Alpaca dish from Bravo Restobar
The first restaurant in Peru to earn a Michelin star is a thoroughly modern temple of polished concrete and reclaimed wood. At Lima’s IK bistro, the warm ceviche is tangy and smoky, the buttery jumbo river shrimp playfully paired with tiny melt-in-your-mouth Yorkshire puddings. But today the kitchen is working to incorporate a far more traditional dish: grilled alpaca.
The once marginalized meat has been popping up on Peruvian menus lately. At Malabar (No. 7 on Restaurant Magazine’s list of best Latin American restaurants) fine pieces of dehydrated alpaca are threaded with edible leaves to create a nest for a slow cooked egg. At El Señorio de Sulco, a tender alpaca carpaccio tempts the business lunch crowd. But for many Peruvians, the notoriously tough meat is a hard sell.
The fuzzy-faced, grass-eating alpaca, prized for its downy soft wool, has long lacked a perception of dietary sophistication. “It’s something poor people eat,” shrugs a Limeño friend. It’s traditionally served in the highlands, usually in the form of a thick, medium-well steak with a dull side of potatoes—wedding food at its worst.
“In the past, when Limeños thought of alpaca, they thought of tough meat and a bad smell,” says Alfonso Velasquez, president of Sierra Exportadora, a government agency promoting economic growth for small-scale farmers in underdeveloped regions. Velasquez is eager to get Lima—home to a third of Peru’s population—to embrace alpaca. Employing trickle-down theory, Sierra Exportadora is working first to convince Lima’s top chefs.

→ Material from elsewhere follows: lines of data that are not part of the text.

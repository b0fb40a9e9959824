mod github;

pub use github::{API_VERSION, DEFAULT_API_BASE_URL, GitHubProvider};

use crate::access::AccessResult;
use crate::credentials::Credentials;
use crate::error::TokenCheckError;
use crate::tree::{BranchList, FileTree};

/// Read-only view of a hosted repository.
///
/// Each call is one request/response cycle; implementations keep no state
/// between calls.
pub trait Provider {
    /// Never fails: every outcome, transport errors included, is an `AccessResult`.
    fn check_access(
        &self,
        credentials: &Credentials,
    ) -> impl std::future::Future<Output = AccessResult> + Send;

    fn list_branches(
        &self,
        credentials: &Credentials,
    ) -> impl std::future::Future<Output = Result<BranchList, TokenCheckError>> + Send;

    fn list_files(
        &self,
        credentials: &Credentials,
        git_ref: &str,
    ) -> impl std::future::Future<Output = Result<FileTree, TokenCheckError>> + Send;
}
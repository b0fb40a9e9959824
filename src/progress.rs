use indicatif::{ProgressBar, ProgressStyle};
use std::time::Duration;

/// Spinner shown while a request is in flight.
pub struct StepProgress {
    bar: ProgressBar,
}

impl StepProgress {
    /// Creates a spinner. If `silent` is true, the spinner is hidden.
    pub fn new(silent: bool) -> Self {
        let bar = if silent {
            ProgressBar::hidden()
        } else {
            ProgressBar::new_spinner()
        };

        if let Ok(style) = ProgressStyle::with_template("{spinner:.green} {msg} ({elapsed})") {
            bar.set_style(style);
        }
        bar.enable_steady_tick(Duration::from_millis(100));

        Self { bar }
    }

    /// Updates the step currently running.
    pub fn set_step(&self, step: impl Into<String>) {
        self.bar.set_message(step.into());
    }

    /// Clears the spinner once the step is done.
    pub fn finish(&self) {
        self.bar.finish_and_clear();
    }

    /// Abandons the spinner (for cancellation).
    pub fn abandon(&self) {
        self.bar.abandon();
    }
}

At the oceanfront El Señorio de Sulco, the handsomely broad-shouldered chef Flavio Solórzano is a master of updating Peruvian cuisine. He says the quality of alpaca was previously inconsistent. But a demonstration held by Sierra Exportadora changed his mind. “You can cut baby alpaca with a fork,” he explains. “I call it the Peruvian Kobe.”
The average Peruvian’s diet has changed greatly over the past two decades, as the Latin nation has said goodbye to Maoist Shining Path guerrillas and hello to near-double-digit GDP growth. “Now that we’re richer, we want big, Brazilian steaks,” says Solórzano. But a growing global popularity of Peruvian culture has also fostered a sense of pride in the national cuisine. “People are starting to embrace local foods, as they do Peruvian music and the Pisco sour,” says IK’s Franco Kisic, which may bode well for the alpaca and the struggling farmers who raise them.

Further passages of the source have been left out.